TAMU-CC professor’s research helps understand dolphin reproduction

CORPUS CHRISTI, Texas—Dr. Dara Orbach is an assistant professor of marine biology at Texas A&M – Corpus Christi. Earlier this year, Orbach, along with other researchers, published a study inspired by previous research that found that animals other than humans have sex for pleasure, including dolphins.

“Dolphins are very social animals and they mate for reasons other than conception. They mate to work out social bonds and dominance relationships, and it’s also important in play and social learning,” Orbach said. “In dolphins, they have [sex] all year, so the thought was maybe they have it because it’s a fun experience, or there’s some kind of fun associated with it. So that was the momentum, or the idea behind the research.”

In the course of the study, the researchers observed “Evidence of a Functional Clitoris in Dolphins,” which happens to be the name of the article.

“Our knowledge of clitoral morphology is quite rare,” she said. “It has been highly stigmatized as something that is socially a faux pas.”

Since the paper was published, the story has been shared in the New York Times, New York Post, and even talked about in a segment on The Late Show with Stephen Colbert. Orbach said she is grateful that the article has been shared and hopes it will shine a spotlight on science.

“I think it’s very important to make science accessible to people,” she said. “So the idea that someone could watch the Stephen Colbert Show and see this report and say, ‘Hey, did you know dolphins have sex for pleasure?’ at the dinner table … to take science and make it more accessible and to increase scientific literacy is definitely a priority of scientists around the world.”

While the subject is taboo, Orbach would like to emphasize that rigorous and legitimate work has gone into the research.

“I recognize that studying the clitoris of dolphins is going to be some fun media with it,” she said. “This shows how we can break stereotypes about social norms, and that science is science. So whether I’m studying the feet of mice or the vaginas of a dolphin, it’s still rigorous science and should be open to the public.”

Knowing that dolphins experience pleasure during intercourse, humans can apply and apply what we know about humans to the animals to help understand the animal’s breeding.

“In humans, we know that when women have an orgasm, there are contractions in the vagina, and that helps with the absorption of semen. So if the woman has a pleasurable experience, the vagina contracts, she is more likely to get pregnant with that event,” Orbach said. “So, if we find that females of other animals experience pleasure, and there are more vaginal contractions, that could definitely affect our ability to help with these different procedures in some way. breed animals in human-run facilities.”

This research can be repeated with other animals and can aid in the reproduction of species that require human intervention.

“In terms of these captive breeding programs, it could be very important for exotic and endangered animals, as a way to conserve them,” she said.

dr. Sarah Piwetz is the stranding biologist at the Texas Marine Mammal Stranding Network. The organization, based in Galveston, oversees the entire coast of the Gulf of Texas, helping to reduce stranded marine mammals and retrieve deceased animals.

Piwetz said the research to be published in the paper will hopefully inspire people to get involved in marine mammal conservation across Texas.

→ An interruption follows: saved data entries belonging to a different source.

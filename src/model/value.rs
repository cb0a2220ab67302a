//! Cell values and their declared types.
//!
//! Snapshot columns only carry integers of 32 or 64 bits and strings. Numeric
//! values of different widths compare and aggregate after widening, so a
//! caller never needs to know the concrete storage type of a column.

use serde::Deserialize;
use std::cmp::Ordering;
use std::fmt;
use std::rc::Rc;

/// Declared value type of a column.
#[derive(Debug, Clone, Copy, PartialEq, Eq, Hash, Deserialize)]
#[serde(rename_all = "lowercase")]
pub enum ValueType {
    /// Signed 32-bit integer.
    I32,
    /// Signed 64-bit integer.
    I64,
    /// Unsigned 32-bit integer.
    U32,
    /// Unsigned 64-bit integer.
    U64,
    /// UTF-8 string.
    #[serde(alias = "string")]
    Str,
}

/// Width and signedness of an integer column.
///
/// Returned by the "what numeric width" probe used by aggregation and
/// formatting code.
#[derive(Debug, Clone, Copy, PartialEq, Eq, Hash)]
pub struct NumericWidth {
    /// Number of bits (32 or 64).
    pub bits: u8,
    /// Whether the integer is signed.
    pub signed: bool,
}

impl ValueType {
    /// Integer width of this type, `None` for strings.
    pub fn numeric_width(self) -> Option<NumericWidth> {
        match self {
            ValueType::I32 => Some(NumericWidth { bits: 32, signed: true }),
            ValueType::I64 => Some(NumericWidth { bits: 64, signed: true }),
            ValueType::U32 => Some(NumericWidth { bits: 32, signed: false }),
            ValueType::U64 => Some(NumericWidth { bits: 64, signed: false }),
            ValueType::Str => None,
        }
    }

    /// Whether values of this type are integers.
    pub fn is_numeric(self) -> bool {
        self.numeric_width().is_some()
    }
}

/// A single cell value.
///
/// `Empty` marks a cell without a value, such as a text column of a group
/// header row.
#[derive(Debug, Clone, PartialEq, Eq, Hash, Default)]
pub enum Value {
    /// No value.
    #[default]
    Empty,
    /// Signed 32-bit integer.
    I32(i32),
    /// Signed 64-bit integer.
    I64(i64),
    /// Unsigned 32-bit integer.
    U32(u32),
    /// Unsigned 64-bit integer.
    U64(u64),
    /// Shared string.
    Str(Rc<str>),
}

impl Value {
    /// Build a string value.
    pub fn str(s: &str) -> Self {
        Value::Str(Rc::from(s))
    }

    /// Widen an integer value to `i128`, the lossless common type.
    fn as_i128(&self) -> Option<i128> {
        match *self {
            Value::I32(v) => Some(v as i128),
            Value::I64(v) => Some(v as i128),
            Value::U32(v) => Some(v as i128),
            Value::U64(v) => Some(v as i128),
            Value::Empty | Value::Str(_) => None,
        }
    }

    /// Widen an integer value to a signed 64-bit accumulator value.
    ///
    /// `u64` values above `i64::MAX` saturate. Strings and `Empty` yield `None`.
    pub fn as_i64(&self) -> Option<i64> {
        self.as_i128()
            .map(|v| v.clamp(i64::MIN as i128, i64::MAX as i128) as i64)
    }

    /// String content, if this is a string value.
    pub fn as_str(&self) -> Option<&str> {
        match self {
            Value::Str(s) => Some(s),
            _ => None,
        }
    }

    /// Whether this is the `Empty` value.
    pub fn is_empty(&self) -> bool {
        matches!(self, Value::Empty)
    }

    /// Total order over values.
    ///
    /// `Empty` sorts first, then integers (compared after widening), then
    /// strings (compared ordinally).
    pub fn cmp_value(&self, other: &Value) -> Ordering {
        fn rank(v: &Value) -> u8 {
            match v {
                Value::Empty => 0,
                Value::Str(_) => 2,
                _ => 1,
            }
        }
        match (self.as_i128(), other.as_i128()) {
            (Some(a), Some(b)) => a.cmp(&b),
            _ => match (self, other) {
                (Value::Str(a), Value::Str(b)) => a.as_bytes().cmp(b.as_bytes()),
                _ => rank(self).cmp(&rank(other)),
            },
        }
    }
}

/// Lexicographic comparison of two value sequences with [`Value::cmp_value`].
pub fn cmp_value_slices(a: &[Value], b: &[Value]) -> Ordering {
    for (x, y) in a.iter().zip(b) {
        let ord = x.cmp_value(y);
        if ord != Ordering::Equal {
            return ord;
        }
    }
    a.len().cmp(&b.len())
}

impl fmt::Display for Value {
    fn fmt(&self, f: &mut fmt::Formatter<'_>) -> fmt::Result {
        match self {
            Value::Empty => Ok(()),
            Value::I32(v) => write!(f, "{v}"),
            Value::I64(v) => write!(f, "{v}"),
            Value::U32(v) => write!(f, "{v}"),
            Value::U64(v) => write!(f, "{v}"),
            Value::Str(s) => f.write_str(s),
        }
    }
}

#[cfg(test)]
mod tests {
    use super::*;

    #[test]
    fn integers_of_different_widths_compare_numerically() {
        assert_eq!(Value::I32(-1).cmp_value(&Value::U64(0)), Ordering::Less);
        assert_eq!(Value::U32(7).cmp_value(&Value::I64(7)), Ordering::Equal);
        assert_eq!(
            Value::U64(u64::MAX).cmp_value(&Value::I64(i64::MAX)),
            Ordering::Greater
        );
    }

    #[test]
    fn empty_sorts_before_numbers_and_numbers_before_strings() {
        assert_eq!(Value::Empty.cmp_value(&Value::I32(i32::MIN)), Ordering::Less);
        assert_eq!(Value::I64(99).cmp_value(&Value::str("0")), Ordering::Less);
    }

    #[test]
    fn strings_compare_ordinally() {
        assert_eq!(Value::str("B").cmp_value(&Value::str("a")), Ordering::Less);
    }

    #[test]
    fn as_i64_saturates_large_unsigned_values() {
        assert_eq!(Value::U64(u64::MAX).as_i64(), Some(i64::MAX));
        assert_eq!(Value::U32(5).as_i64(), Some(5));
        assert_eq!(Value::str("5").as_i64(), None);
    }

    #[test]
    fn numeric_width_probe() {
        assert_eq!(
            ValueType::U32.numeric_width(),
            Some(NumericWidth { bits: 32, signed: false })
        );
        assert_eq!(ValueType::Str.numeric_width(), None);
    }

    #[test]
    fn slices_compare_lexicographically() {
        let a = [Value::str("x"), Value::I32(1)];
        let b = [Value::str("x"), Value::I32(2)];
        assert_eq!(cmp_value_slices(&a, &b), Ordering::Less);
        assert_eq!(cmp_value_slices(&a, &a), Ordering::Equal);
    }
}
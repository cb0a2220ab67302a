//! The composable filter pipeline.
//!
//! A [`Filter`] turns a source table into a derived table without touching
//! the source. Filters form a tree: a [`MultiFilter`] applies its children in
//! order and a [`GroupFilter`] applies its sub-filter to each group. Sort
//! filters are shared ([`SharedSort`]) because one user sort is referenced
//! from the root and from below every group level.
//!
//! # Cloning
//!
//! [`Filter::deep_clone`] copies a tree through a [`CloneContext`] so a sort
//! referenced from two places in the original is referenced from the same two
//! places in the copy.

pub mod group;
pub mod indexed;
pub mod matching;
pub mod pipeline;
pub mod sort;
pub mod spec;

pub use group::{GroupFilter, GroupedTable};
pub use indexed::IndexedTable;
pub use matching::MatchFilter;
pub use pipeline::TableFilters;
pub use sort::{DefaultSortFilter, SharedSort, SortFilter};
pub use spec::{FilterSpec, FilterTreeSpec};

use crate::model::{SortDirection, Table, TableError, TableRef};
use std::cell::RefCell;
use std::collections::HashMap;
use std::rc::Rc;
use std::sync::atomic::{AtomicU64, Ordering};

/// Identity of one filter instance.
#[derive(Debug, Clone, Copy, PartialEq, Eq, Hash, PartialOrd, Ord)]
pub struct FilterId(u64);

impl FilterId {
    /// Allocate a fresh, process-unique id.
    pub fn next() -> Self {
        static NEXT: AtomicU64 = AtomicU64::new(1);
        Self(NEXT.fetch_add(1, Ordering::Relaxed))
    }
}

/// Maps original sort instances to their clones during [`Filter::deep_clone`].
#[derive(Debug, Default)]
pub struct CloneContext {
    sorts: HashMap<FilterId, SharedSort>,
}

impl CloneContext {
    /// Empty context.
    pub fn new() -> Self {
        Self::default()
    }

    /// Clone of `sort`; the same clone every time the same original is passed.
    pub fn clone_sort(&mut self, sort: &SharedSort) -> SharedSort {
        let id = sort.borrow().id();
        self.sorts
            .entry(id)
            .or_insert_with(|| Rc::new(RefCell::new(sort.borrow().fresh_clone())))
            .clone()
    }
}

/// Header affordances of one source column.
#[derive(Debug, Clone, Copy, PartialEq, Eq, Default)]
pub struct ColumnState {
    /// Some group level groups by this column.
    pub grouped: bool,
    /// Direction of the highest-precedence user sort level on this column.
    pub sorted: SortDirection,
    /// Direction of the schema fallback sort level on this column.
    pub default_sorted: SortDirection,
}

/// Ordered list of filters, each consuming the previous one's output.
#[derive(Debug, Default)]
pub struct MultiFilter {
    filters: Vec<Filter>,
}

impl MultiFilter {
    /// Multi over `filters`.
    pub fn new(filters: Vec<Filter>) -> Self {
        Self { filters }
    }

    /// Children in application order.
    pub fn filters(&self) -> &[Filter] {
        &self.filters
    }

    /// Mutable children.
    pub fn filters_mut(&mut self) -> &mut Vec<Filter> {
        &mut self.filters
    }

    /// Apply every child in order.
    ///
    /// # Errors
    ///
    /// Propagates the first child error.
    pub fn create_filter(&self, source: &TableRef) -> Result<TableRef, TableError> {
        self.filters
            .iter()
            .try_fold(source.clone(), |table, filter| filter.create_filter(&table))
    }

    /// Flatten nested multis and drop children that do nothing.
    pub fn simplify(&mut self, dirty: &mut bool) {
        let mut flattened = Vec::with_capacity(self.filters.len());
        for mut filter in self.filters.drain(..) {
            filter.simplify(dirty);
            match filter {
                Filter::Multi(inner) => {
                    *dirty = true;
                    flattened.extend(inner.filters);
                }
                f if f.is_noop() => *dirty = true,
                f => flattened.push(f),
            }
        }
        self.filters = flattened;
    }

    fn deep_clone(&self, ctx: &mut CloneContext) -> Self {
        Self::new(self.filters.iter().map(|f| f.deep_clone(ctx)).collect())
    }
}

/// One node of a filter tree.
#[derive(Debug)]
pub enum Filter {
    /// Ordered sequence of filters.
    Multi(MultiFilter),
    /// Multi-level sort, possibly shared with other nodes.
    Sort(SharedSort),
    /// User sort with schema fallback.
    DefaultSort(DefaultSortFilter),
    /// Group-by with an optional per-group sub-filter.
    Group(GroupFilter),
    /// Text search on one column.
    Match(MatchFilter),
}

impl Filter {
    /// Identity of this node.
    pub fn id(&self) -> Option<FilterId> {
        match self {
            Filter::Multi(_) => None,
            Filter::Sort(sort) => Some(sort.borrow().id()),
            Filter::DefaultSort(f) => Some(f.id()),
            Filter::Group(f) => Some(f.id()),
            Filter::Match(f) => Some(f.id()),
        }
    }

    /// Derived table for `source`.
    ///
    /// Filters that do nothing return `source` itself.
    ///
    /// # Errors
    ///
    /// Returns [`TableError::ColumnOutOfRange`] when a node names a column the
    /// table it is applied to does not have.
    pub fn create_filter(&self, source: &TableRef) -> Result<TableRef, TableError> {
        match self {
            Filter::Multi(f) => f.create_filter(source),
            Filter::Sort(sort) => sort.borrow().create_filter(source),
            Filter::DefaultSort(f) => f.create_filter(source),
            Filter::Group(f) => f.create_filter(source),
            Filter::Match(f) => f.create_filter(source),
        }
    }

    /// Deep copy that preserves sort aliasing through `ctx`.
    pub fn deep_clone(&self, ctx: &mut CloneContext) -> Filter {
        match self {
            Filter::Multi(f) => Filter::Multi(f.deep_clone(ctx)),
            Filter::Sort(sort) => Filter::Sort(ctx.clone_sort(sort)),
            Filter::DefaultSort(f) => Filter::DefaultSort(f.deep_clone(ctx)),
            Filter::Group(f) => Filter::Group(f.deep_clone(ctx)),
            Filter::Match(f) => Filter::Match(f.fresh_clone()),
        }
    }

    /// Whether applying this node changes nothing.
    ///
    /// A group always changes the table shape, even when its sub-filter is gone.
    pub fn is_noop(&self) -> bool {
        match self {
            Filter::Multi(f) => f.filters.iter().all(Filter::is_noop),
            Filter::Sort(sort) => !sort.borrow().is_effective(),
            Filter::DefaultSort(f) => f.is_noop(),
            Filter::Group(_) => false,
            Filter::Match(f) => f.is_noop(),
        }
    }

    /// Remove no-op descendants; sets `dirty` if anything changed.
    ///
    /// Removing one node can make its parent a no-op, so callers repeat until
    /// `dirty` stays false (see [`Filter::simplify_fully`]).
    pub fn simplify(&mut self, dirty: &mut bool) {
        match self {
            Filter::Multi(f) => f.simplify(dirty),
            Filter::Group(f) => f.simplify(dirty),
            Filter::Sort(_) | Filter::DefaultSort(_) | Filter::Match(_) => {}
        }
    }

    /// Simplify until a fixed point; returns whether anything changed.
    pub fn simplify_fully(&mut self) -> bool {
        let mut changed = false;
        loop {
            let mut dirty = false;
            self.simplify(&mut dirty);
            if !dirty {
                return changed;
            }
            changed = true;
        }
    }

    /// Direct children, for generic tree walks.
    pub fn sub_filters(&self) -> &[Filter] {
        match self {
            Filter::Multi(f) => f.filters.as_slice(),
            Filter::Group(f) => f.sub_slot(),
            Filter::Sort(_) | Filter::DefaultSort(_) | Filter::Match(_) => &[],
        }
    }

    /// Mutable direct children.
    pub fn sub_filters_mut(&mut self) -> &mut [Filter] {
        match self {
            Filter::Multi(f) => f.filters.as_mut_slice(),
            Filter::Group(f) => f.sub_slot_mut(),
            Filter::Sort(_) | Filter::DefaultSort(_) | Filter::Match(_) => &mut [],
        }
    }

    /// Annotate `states` (one per source column) with this subtree's sorts and
    /// groupings. Earlier nodes take precedence over later ones.
    pub fn update_column_state(&self, source: &dyn Table, states: &mut [ColumnState]) {
        let column_count = source.column_count().min(states.len());
        match self {
            Filter::Multi(f) => {
                for filter in &f.filters {
                    filter.update_column_state(source, states);
                }
            }
            Filter::Sort(sort) => {
                mark_sorted(&sort.borrow(), column_count, states, |s| &mut s.sorted);
            }
            Filter::DefaultSort(f) => {
                if let Some(sort) = f.sort_override() {
                    mark_sorted(&sort.borrow(), column_count, states, |s| &mut s.sorted);
                }
                if let Some(sort) = f.sort_default() {
                    mark_sorted(&sort.borrow(), column_count, states, |s| {
                        &mut s.default_sorted
                    });
                }
            }
            Filter::Group(f) => {
                if f.column() < column_count {
                    states[f.column()].grouped = true;
                }
                if let Some(sub) = f.sub() {
                    sub.update_column_state(source, states);
                }
            }
            Filter::Match(_) => {}
        }
    }

    /// Whether any node of this subtree is a group.
    pub fn contains_group(&self) -> bool {
        matches!(self, Filter::Group(_)) || self.sub_filters().iter().any(Filter::contains_group)
    }

    /// Every distinct sort instance of this subtree, in depth-first order.
    pub fn unique_sorts(&self) -> Vec<SharedSort> {
        let mut sorts: Vec<SharedSort> = Vec::new();
        self.collect_sorts(&mut sorts);
        sorts
    }

    fn collect_sorts(&self, sorts: &mut Vec<SharedSort>) {
        let mut push = |sort: &SharedSort| {
            if !sorts.iter().any(|s| Rc::ptr_eq(s, sort)) {
                sorts.push(sort.clone());
            }
        };
        match self {
            Filter::Sort(sort) => push(sort),
            Filter::DefaultSort(f) => {
                f.sort_override().into_iter().for_each(&mut push);
                f.sort_default().into_iter().for_each(&mut push);
            }
            _ => {}
        }
        for child in self.sub_filters() {
            child.collect_sorts(sorts);
        }
    }
}

fn mark_sorted(
    sort: &SortFilter,
    column_count: usize,
    states: &mut [ColumnState],
    field: impl Fn(&mut ColumnState) -> &mut SortDirection,
) {
    for level in sort.levels() {
        if level.is_effective() && level.column < column_count {
            let slot = field(&mut states[level.column]);
            if *slot == SortDirection::None {
                *slot = level.direction;
            }
        }
    }
}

“It’s exciting, new work that no one else is really doing, and it generates a lot of excitement and interest,” she said. “So one of our core missions is conservation, and of course one of our ways in which we can best protect animals is to get young generations excited across the board.”

Orbach said it’s too early to expect other scientists to contact them about the study inspiring similar research, but she said she’s been told that other research she’s done has served as inspiration for others, and hopes that this project will do the same.

“Techniques we’ve developed to study these animals are being applied to other animals, which is really exciting, as we’re innovators in the field and are coming up with new ways to conserve species across the board,” she said.